Reducing waste without making life harder for teachers
With Follow Me, teachers simply send their document to a central print queue, instead of a specific physical printer. The job is held in the queue until the teacher gets to a device and authenticates themself to ‘release’ the print job. Because jobs are only printed when released at the device, unnecessary printing is reduced — saving paper, toner and power. If a teacher changes their mind, the document simply remains in the queue and is never printed.
Print volumes down, savings up
‘The difference was noticeable immediately’, says Mervyn. ‘Print volumes went down significantly.’
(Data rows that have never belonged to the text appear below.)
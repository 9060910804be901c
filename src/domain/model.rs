use chrono::NaiveDate;
use serde::de::Error as _;
use serde::{Deserialize, Deserializer, Serialize, Serializer};
use serde_json::{Map, Value};
use std::collections::BTreeMap;

// ===== 角色與分級 =====

/// 參賽角色，序列化為上游使用的數字代碼
#[derive(Debug, Clone, Copy, PartialEq, Eq, Hash, PartialOrd, Ord)]
pub enum Role {
    Leader,
    Follower,
    Switch,
}

impl Role {
    pub const ALL: [Role; 3] = [Role::Leader, Role::Follower, Role::Switch];

    /// 可以獨立計算分級資格的角色
    pub const COMPETITIVE: [Role; 2] = [Role::Leader, Role::Follower];

    pub fn code(self) -> u8 {
        match self {
            Role::Leader => 1,
            Role::Follower => 2,
            Role::Switch => 3,
        }
    }

    pub fn name(self) -> &'static str {
        match self {
            Role::Leader => "Leader",
            Role::Follower => "Follower",
            Role::Switch => "Switch",
        }
    }

    pub fn from_code(code: u8) -> Option<Role> {
        Role::ALL.into_iter().find(|r| r.code() == code)
    }
}

/// 比賽分級。代碼越大不代表技術越高，技術順序見 [`Division::SKILL_PROGRESSION`]
#[derive(Debug, Clone, Copy, PartialEq, Eq, Hash, PartialOrd, Ord)]
pub enum Division {
    Juniors,
    Masters,
    Newcomer,
    Novice,
    Intermediate,
    Advanced,
    AllStars,
    Champions,
    Professional,
    Sophisticated,
    Invitational,
    Teacher,
}

impl Division {
    pub const ALL: [Division; 12] = [
        Division::Teacher,
        Division::Invitational,
        Division::Sophisticated,
        Division::Professional,
        Division::Champions,
        Division::AllStars,
        Division::Advanced,
        Division::Intermediate,
        Division::Novice,
        Division::Newcomer,
        Division::Masters,
        Division::Juniors,
    ];

    /// 技術分級，由低到高
    pub const SKILL_PROGRESSION: [Division; 6] = [
        Division::Newcomer,
        Division::Novice,
        Division::Intermediate,
        Division::Advanced,
        Division::AllStars,
        Division::Champions,
    ];

    pub fn code(self) -> u8 {
        match self {
            Division::Teacher => 12,
            Division::Invitational => 11,
            Division::Sophisticated => 10,
            Division::Professional => 9,
            Division::Champions => 8,
            Division::AllStars => 7,
            Division::Advanced => 6,
            Division::Intermediate => 5,
            Division::Novice => 4,
            Division::Newcomer => 3,
            Division::Masters => 2,
            Division::Juniors => 1,
        }
    }

    pub fn name(self) -> &'static str {
        match self {
            Division::Teacher => "Teacher",
            Division::Invitational => "Invitational",
            Division::Sophisticated => "Sophisticated",
            Division::Professional => "Professional",
            Division::Champions => "Champions",
            Division::AllStars => "All-Stars",
            Division::Advanced => "Advanced",
            Division::Intermediate => "Intermediate",
            Division::Novice => "Novice",
            Division::Newcomer => "Newcomer",
            Division::Masters => "Masters",
            Division::Juniors => "Juniors",
        }
    }

    pub fn from_code(code: u8) -> Option<Division> {
        Division::ALL.into_iter().find(|d| d.code() == code)
    }
}

impl Serialize for Role {
    fn serialize<S: Serializer>(&self, serializer: S) -> Result<S::Ok, S::Error> {
        serializer.serialize_u8(self.code())
    }
}

impl<'de> Deserialize<'de> for Role {
    fn deserialize<D: Deserializer<'de>>(deserializer: D) -> Result<Self, D::Error> {
        let code = u8::deserialize(deserializer)?;
        Role::from_code(code).ok_or_else(|| D::Error::custom(format!("unknown role code {}", code)))
    }
}

impl Serialize for Division {
    fn serialize<S: Serializer>(&self, serializer: S) -> Result<S::Ok, S::Error> {
        serializer.serialize_u8(self.code())
    }
}

impl<'de> Deserialize<'de> for Division {
    fn deserialize<D: Deserializer<'de>>(deserializer: D) -> Result<Self, D::Error> {
        let code = u8::deserialize(deserializer)?;
        Division::from_code(code)
            .ok_or_else(|| D::Error::custom(format!("unknown division code {}", code)))
    }
}

// ===== 上游原始資料（快取內容） =====

/// 上游回傳的舞者紀錄。未知欄位保留在 `extra`，確保存回快取時不遺失資料
#[derive(Debug, Clone, PartialEq, Serialize, Deserialize)]
pub struct DancerRecord {
    #[serde(rename = "dancer_wsdcid")]
    pub id: u64,
    #[serde(rename = "dancer_first", default)]
    pub first_name: String,
    #[serde(rename = "dancer_last", default)]
    pub last_name: String,
    #[serde(rename = "short_dominate_role")]
    pub dominant_role: String,
    #[serde(default)]
    pub leader: RoleBlock,
    #[serde(default)]
    pub follower: RoleBlock,
    #[serde(flatten)]
    pub extra: Map<String, Value>,
}

impl DancerRecord {
    pub fn display_name(&self) -> String {
        format!("{} {}", self.first_name, self.last_name)
    }
}

#[derive(Debug, Clone, Default, PartialEq, Serialize, Deserialize)]
pub struct RoleBlock {
    #[serde(default, skip_serializing_if = "Option::is_none")]
    pub placements: Option<RolePlacementTree>,
    #[serde(flatten)]
    pub extra: Map<String, Value>,
}

/// 上游在沒有任何成績時回傳空陣列，有成績時回傳 style → division → 比賽 的巢狀物件
#[derive(Debug, Clone, PartialEq, Serialize, Deserialize)]
#[serde(untagged)]
pub enum RolePlacementTree {
    Styles(BTreeMap<String, BTreeMap<String, DivisionBlock>>),
    Empty(Vec<Value>),
}

#[derive(Debug, Clone, PartialEq, Serialize, Deserialize)]
pub struct DivisionBlock {
    pub division: DivisionInfo,
    #[serde(default)]
    pub competitions: Vec<CompetitionEntry>,
    #[serde(flatten)]
    pub extra: Map<String, Value>,
}

#[derive(Debug, Clone, PartialEq, Serialize, Deserialize)]
pub struct DivisionInfo {
    pub name: String,
    #[serde(flatten)]
    pub extra: Map<String, Value>,
}

#[derive(Debug, Clone, PartialEq, Serialize, Deserialize)]
pub struct CompetitionEntry {
    pub event: EventRef,
    #[serde(default)]
    pub result: Value,
    #[serde(default)]
    pub points: Option<u32>,
    pub role: String,
    #[serde(flatten)]
    pub extra: Map<String, Value>,
}

#[derive(Debug, Clone, PartialEq, Serialize, Deserialize)]
pub struct EventRef {
    pub id: u64,
    #[serde(default)]
    pub name: String,
    #[serde(default)]
    pub location: String,
    #[serde(default)]
    pub url: String,
    #[serde(default)]
    pub date: Option<String>,
    #[serde(flatten)]
    pub extra: Map<String, Value>,
}

// ===== 衍生資料 =====

#[derive(Debug, Clone, PartialEq, Eq, Serialize, Deserialize)]
pub struct FlatPlacement {
    pub role: Role,
    pub result: String,
    pub points: u32,
    pub event: u64,
    pub date: NaiveDate,
    pub division: Division,
}

/// 單筆成績所屬的一場活動（尚未合併日期）
#[derive(Debug, Clone, PartialEq, Eq)]
pub struct EventOccurrence {
    pub id: u64,
    pub name: String,
    pub location: String,
    pub url: String,
    pub date: NaiveDate,
}

#[derive(Debug, Clone, PartialEq, Eq, Serialize, Deserialize)]
pub struct EventAggregate {
    pub id: u64,
    pub name: String,
    pub location: String,
    pub url: String,
    pub dates: Vec<NaiveDate>,
}

pub type DivisionEligibility = BTreeMap<Role, Vec<Division>>;

/// 官網活動列表上的即將舉辦活動
#[derive(Debug, Clone, PartialEq, Serialize, Deserialize)]
pub struct UpcomingEvent {
    pub name: String,
    pub location: String,
    pub latitude: Option<f64>,
    pub longitude: Option<f64>,
    pub url: String,
    #[serde(rename = "type")]
    pub event_type: String,
    pub start_date: NaiveDate,
    pub end_date: NaiveDate,
}

/// extract 階段的輸出
#[derive(Debug, Clone, Default)]
pub struct Harvest {
    pub dancers: BTreeMap<String, DancerRecord>,
    pub upcoming_events: Vec<UpcomingEvent>,
    pub requests_made: u64,
}

#[derive(Debug, Clone, PartialEq, Serialize, Deserialize)]
pub struct DancerSummary {
    pub id: u64,
    pub primary_role: Role,
    pub name: String,
    pub placements: Vec<FlatPlacement>,
    pub divisions: DivisionEligibility,
}

#[derive(Debug, Clone, PartialEq, Serialize, Deserialize)]
pub struct RisingStar {
    pub points: u32,
    pub wscdid: u64,
}

#[derive(Debug, Clone, PartialEq, Serialize, Deserialize)]
pub struct RisingStarRole {
    pub role: Role,
    pub dancers: Vec<RisingStar>,
}

#[derive(Debug, Clone, PartialEq, Serialize, Deserialize)]
pub struct RisingStarDivision {
    pub division: Division,
    pub roles: Vec<RisingStarRole>,
}

#[derive(Debug, Clone, PartialEq, Eq, Serialize, Deserialize)]
pub struct YearCount {
    pub key: String,
    pub value: u32,
}

#[derive(Debug, Clone, Default, PartialEq, Eq, Serialize, Deserialize)]
pub struct DivisionProgression {
    pub labels: Vec<String>,
    pub data: Vec<Vec<i64>>,
}

/// transform 階段的輸出，整份交給序列化
#[derive(Debug, Clone, PartialEq, Serialize, Deserialize)]
pub struct Dataset {
    pub last_updated: String,
    pub roles: BTreeMap<u8, String>,
    pub divisions: BTreeMap<u8, String>,
    pub ordered_skill_divisions: Vec<Division>,
    pub dancers: Vec<DancerSummary>,
    pub dancers_count: usize,
    pub events: Vec<EventAggregate>,
    pub events_count: usize,
    pub top_dancers_by_points_gained_recently: Vec<RisingStarDivision>,
    pub upcoming_events: Vec<UpcomingEvent>,
    pub new_dancers_over_time: Vec<YearCount>,
    pub division_progression: DivisionProgression,
}
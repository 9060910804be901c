use crate::domain::model::DancerRecord;
use crate::domain::ports::Storage;
use crate::utils::archive::{compress_entry, decompress_entry};
use crate::utils::error::{PointsError, Result};
use std::collections::BTreeMap;

/// zip 內的檔名
pub const CACHE_ENTRY_NAME: &str = "raw_responses.json";

/// 舞者編號 → 最近一次抓到的原始紀錄。
///
/// 鍵以字串形式保存並依字串排序（"10" 排在 "9" 前面），
/// 讓每次寫出的檔案可以直接比對差異。
#[derive(Debug, Clone, Default, PartialEq)]
pub struct CacheStore {
    records: BTreeMap<String, DancerRecord>,
}

impl CacheStore {
    pub fn new() -> Self {
        Self::default()
    }

    /// 讀取快取。檔案不存在視為第一次執行；無法讀取或格式錯誤一律回報錯誤
    pub async fn load<S: Storage>(storage: &S, path: &str) -> Result<Self> {
        let bytes = match storage.read_file(path).await {
            Ok(bytes) => bytes,
            Err(PointsError::IoError(e)) if e.kind() == std::io::ErrorKind::NotFound => {
                tracing::info!("📂 No cache at '{}', starting empty", path);
                return Ok(Self::new());
            }
            Err(e) => {
                return Err(PointsError::CacheCorrupt {
                    path: path.to_string(),
                    reason: e.to_string(),
                })
            }
        };
        Self::decode(&bytes).map_err(|e| PointsError::CacheCorrupt {
            path: path.to_string(),
            reason: e.to_string(),
        })
    }

    pub async fn save<S: Storage>(&self, storage: &S, path: &str) -> Result<()> {
        let data = self.encode()?;
        tracing::debug!(
            "Writing cache with {} dancers ({} bytes) to '{}'",
            self.records.len(),
            data.len(),
            path
        );
        storage.write_file(path, &data).await
    }

    pub fn encode(&self) -> Result<Vec<u8>> {
        let json = serde_json::to_vec(&self.records)?;
        compress_entry(CACHE_ENTRY_NAME, &json)
    }

    pub fn decode(bytes: &[u8]) -> Result<Self> {
        let json = decompress_entry(bytes, CACHE_ENTRY_NAME)?;
        let records = serde_json::from_slice(&json)?;
        Ok(Self { records })
    }

    /// 無條件覆蓋
    pub fn put(&mut self, id: u64, record: DancerRecord) {
        self.records.insert(id.to_string(), record);
    }

    pub fn get(&self, id: u64) -> Option<&DancerRecord> {
        self.records.get(&id.to_string())
    }

    pub fn len(&self) -> usize {
        self.records.len()
    }

    pub fn is_empty(&self) -> bool {
        self.records.is_empty()
    }

    pub fn records(&self) -> &BTreeMap<String, DancerRecord> {
        &self.records
    }

    pub fn into_records(self) -> BTreeMap<String, DancerRecord> {
        self.records
    }

    /// 快取中最大的舞者編號（依紀錄本身的編號，而非字串鍵）
    pub fn max_id(&self) -> Option<u64> {
        self.records.values().map(|r| r.id).max()
    }
}

#[cfg(test)]
mod tests {
    use super::*;
    use crate::testing::{competition, dancer, tree, MemoryStorage};

    #[tokio::test]
    async fn test_missing_cache_loads_empty() {
        let storage = MemoryStorage::new();
        let cache = CacheStore::load(&storage, "raw_responses.json.zip").await.unwrap();
        assert!(cache.is_empty());
    }

    #[tokio::test]
    async fn test_corrupt_cache_is_fatal() {
        let storage = MemoryStorage::new();
        storage
            .write_file("raw_responses.json.zip", b"garbage")
            .await
            .unwrap();

        let result = CacheStore::load(&storage, "raw_responses.json.zip").await;
        assert!(matches!(result, Err(PointsError::CacheCorrupt { .. })));
    }

    #[tokio::test]
    async fn test_save_and_load_preserves_records() {
        let storage = MemoryStorage::new();
        let mut cache = CacheStore::new();
        let mut record = dancer(42, "Follower");
        record.follower.placements = Some(tree(&[(
            "Novice",
            vec![competition(3, "May 2022", Some(4), "follower")],
        )]));
        record
            .extra
            .insert("is_pro".to_string(), serde_json::json!(0));
        cache.put(42, record.clone());

        cache.save(&storage, "cache.zip").await.unwrap();
        let loaded = CacheStore::load(&storage, "cache.zip").await.unwrap();

        assert_eq!(loaded.get(42), Some(&record));
        assert_eq!(loaded, cache);
    }

    #[test]
    fn test_keys_sort_as_strings() {
        let mut cache = CacheStore::new();
        for id in [9, 10, 100, 2] {
            cache.put(id, dancer(id, "Leader"));
        }

        let keys: Vec<&str> = cache.records().keys().map(String::as_str).collect();
        assert_eq!(keys, vec!["10", "100", "2", "9"]);
        assert_eq!(cache.max_id(), Some(100));

        let json = String::from_utf8(
            decompress_entry(&cache.encode().unwrap(), CACHE_ENTRY_NAME).unwrap(),
        )
        .unwrap();
        let position = |key: &str| json.find(&format!("\"{}\":", key)).unwrap();
        assert!(position("10") < position("100"));
        assert!(position("100") < position("2"));
        assert!(position("2") < position("9"));
    }

    #[test]
    fn test_put_is_idempotent() {
        let mut cache = CacheStore::new();
        cache.put(5, dancer(5, "Leader"));
        let once = cache.clone();
        cache.put(5, dancer(5, "Leader"));
        assert_eq!(cache, once);
        assert_eq!(cache.len(), 1);
    }
}
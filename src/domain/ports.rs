use crate::domain::model::{Dataset, DancerRecord, Harvest};
use crate::utils::error::Result;
use async_trait::async_trait;

pub trait Storage: Send + Sync {
    fn read_file(&self, path: &str) -> impl std::future::Future<Output = Result<Vec<u8>>> + Send;
    fn write_file(
        &self,
        path: &str,
        data: &[u8],
    ) -> impl std::future::Future<Output = Result<()>> + Send;
}

pub trait ConfigProvider: Send + Sync {
    fn api_endpoint(&self) -> &str;
    fn request_timeout_secs(&self) -> Option<u64>;
    fn events_page_url(&self) -> &str;
    fn cache_file(&self) -> &str;
    fn events_cache_file(&self) -> &str;
    fn location_cache_file(&self) -> &str;
    fn geocoding_endpoint(&self) -> &str;
    fn geocoding_api_key(&self) -> Option<&str>;
    fn geocoding_delay_ms(&self) -> u64;
    fn output_path(&self) -> &str;
    fn full_scan(&self) -> bool;
    fn skip_fetch(&self) -> bool;
    fn start_id(&self) -> u64;
    fn miss_limit(&self) -> u32;
    fn recency_months(&self) -> u32;
    fn checkpoint_interval(&self) -> u64;
    fn dance_style(&self) -> &str;
    fn rising_star_window_days(&self) -> i64;
    fn rising_star_count(&self) -> usize;
    fn chunk_size(&self) -> u64;
}

/// 以編號查詢單一舞者。查無資料與暫時失敗回傳 `Ok(None)`；
/// 有內容卻不是舞者紀錄時回傳錯誤，中止整次執行
#[async_trait]
pub trait RecordFetcher: Send + Sync {
    async fn fetch(&self, id: u64) -> Result<Option<DancerRecord>>;
}

#[async_trait]
pub trait Pipeline: Send + Sync {
    async fn extract(&self) -> Result<Harvest>;
    async fn transform(&self, harvest: Harvest) -> Result<Dataset>;
    async fn load(&self, dataset: Dataset) -> Result<String>;
}
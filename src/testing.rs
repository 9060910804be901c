//! 單元測試共用的假資料與記憶體存儲

use crate::core::normalizer::DEFAULT_DANCE_STYLE;
use crate::domain::model::{
    CompetitionEntry, DancerRecord, DivisionBlock, DivisionInfo, EventRef, RoleBlock,
    RolePlacementTree,
};
use crate::domain::ports::Storage;
use crate::utils::error::{PointsError, Result};
use serde_json::{Map, Value};
use std::collections::{BTreeMap, HashMap};
use std::sync::Arc;
use tokio::sync::Mutex;

#[derive(Clone, Default)]
pub struct MemoryStorage {
    files: Arc<Mutex<HashMap<String, Vec<u8>>>>,
}

impl MemoryStorage {
    pub fn new() -> Self {
        Self::default()
    }

    pub async fn get_file(&self, path: &str) -> Option<Vec<u8>> {
        self.files.lock().await.get(path).cloned()
    }
}

impl Storage for MemoryStorage {
    async fn read_file(&self, path: &str) -> Result<Vec<u8>> {
        let files = self.files.lock().await;
        files.get(path).cloned().ok_or_else(|| {
            PointsError::IoError(std::io::Error::new(
                std::io::ErrorKind::NotFound,
                format!("File not found: {}", path),
            ))
        })
    }

    async fn write_file(&self, path: &str, data: &[u8]) -> Result<()> {
        self.files
            .lock()
            .await
            .insert(path.to_string(), data.to_vec());
        Ok(())
    }
}

pub fn dancer(id: u64, dominant_role: &str) -> DancerRecord {
    DancerRecord {
        id,
        first_name: "Test".to_string(),
        last_name: format!("Dancer{}", id),
        dominant_role: dominant_role.to_string(),
        leader: RoleBlock {
            placements: Some(RolePlacementTree::Empty(vec![])),
            extra: Map::new(),
        },
        follower: RoleBlock {
            placements: Some(RolePlacementTree::Empty(vec![])),
            extra: Map::new(),
        },
        extra: Map::new(),
    }
}

pub fn competition(event_id: u64, date: &str, points: Option<u32>, role: &str) -> CompetitionEntry {
    CompetitionEntry {
        event: EventRef {
            id: event_id,
            name: format!("Event {}", event_id),
            location: "Somewhere, CA".to_string(),
            url: format!("https://events.example.com/{}", event_id),
            date: Some(date.to_string()),
            extra: Map::new(),
        },
        result: Value::String("1".to_string()),
        points,
        role: role.to_string(),
        extra: Map::new(),
    }
}

/// 以 (分級名稱, 比賽) 建立預設舞風下的成績樹
pub fn tree(divisions: &[(&str, Vec<CompetitionEntry>)]) -> RolePlacementTree {
    let mut by_division = BTreeMap::new();
    for (name, competitions) in divisions {
        by_division.insert(
            name.to_uppercase(),
            DivisionBlock {
                division: DivisionInfo {
                    name: name.to_string(),
                    extra: Map::new(),
                },
                competitions: competitions.clone(),
                extra: Map::new(),
            },
        );
    }
    let mut styles = BTreeMap::new();
    styles.insert(DEFAULT_DANCE_STYLE.to_string(), by_division);
    RolePlacementTree::Styles(styles)
}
Now that they have had the devices for over 12 months, Mervyn has been able to do a full year on year comparison assessment. ‘Our estimated savings on the per-page print cost is 35%’, he says. ‘That is a really significant saving. On top of that, we have the saving on the physical paper, which adds to the overall total. There is a higher lease cost, but even taking that into consideration we have made really valuable savings for the College – that’s real money that we can spend on other things for the College and our students.’
As well as the savings, teachers love the new system: ‘They don’t have to think about which printer to use, they simply walk up to the nearest or least busy one, authenticate and release their job. It makes their lives easier’ says Mervyn.
The College is not only impressed with the technology, but with the quality and speed of service. ‘We’ve always found that Toshiba technicians respond quickly. In an environment that prints as much as we do, things do occasionally go wrong. When a school needs support, they need it fast, and we’ve found Toshiba very responsive.’
Lessons for other schools
Like Norwest Christian College, many schools have a heavy print/copy/scan workload, and they often underestimate the hidden waste in their current setup.
With a greater focus than ever on sustainability, print management is an important part of reducing a school’s environmental footprint, and as Norwest found, even seemingly small workflow changes can create significant operational savings.
Schools are also increasingly conscious of protecting sensitive information, from student wellbeing records and learning support documentation through to staff reports and administrative material. Secure release printing helps reduce the risk of confidential documents being left unattended on printers, while also giving teachers and staff greater flexibility about where they collect their printing.
For many schools, print management is now about more than reducing costs — it is also becoming an important part of operational efficiency, sustainability and information security.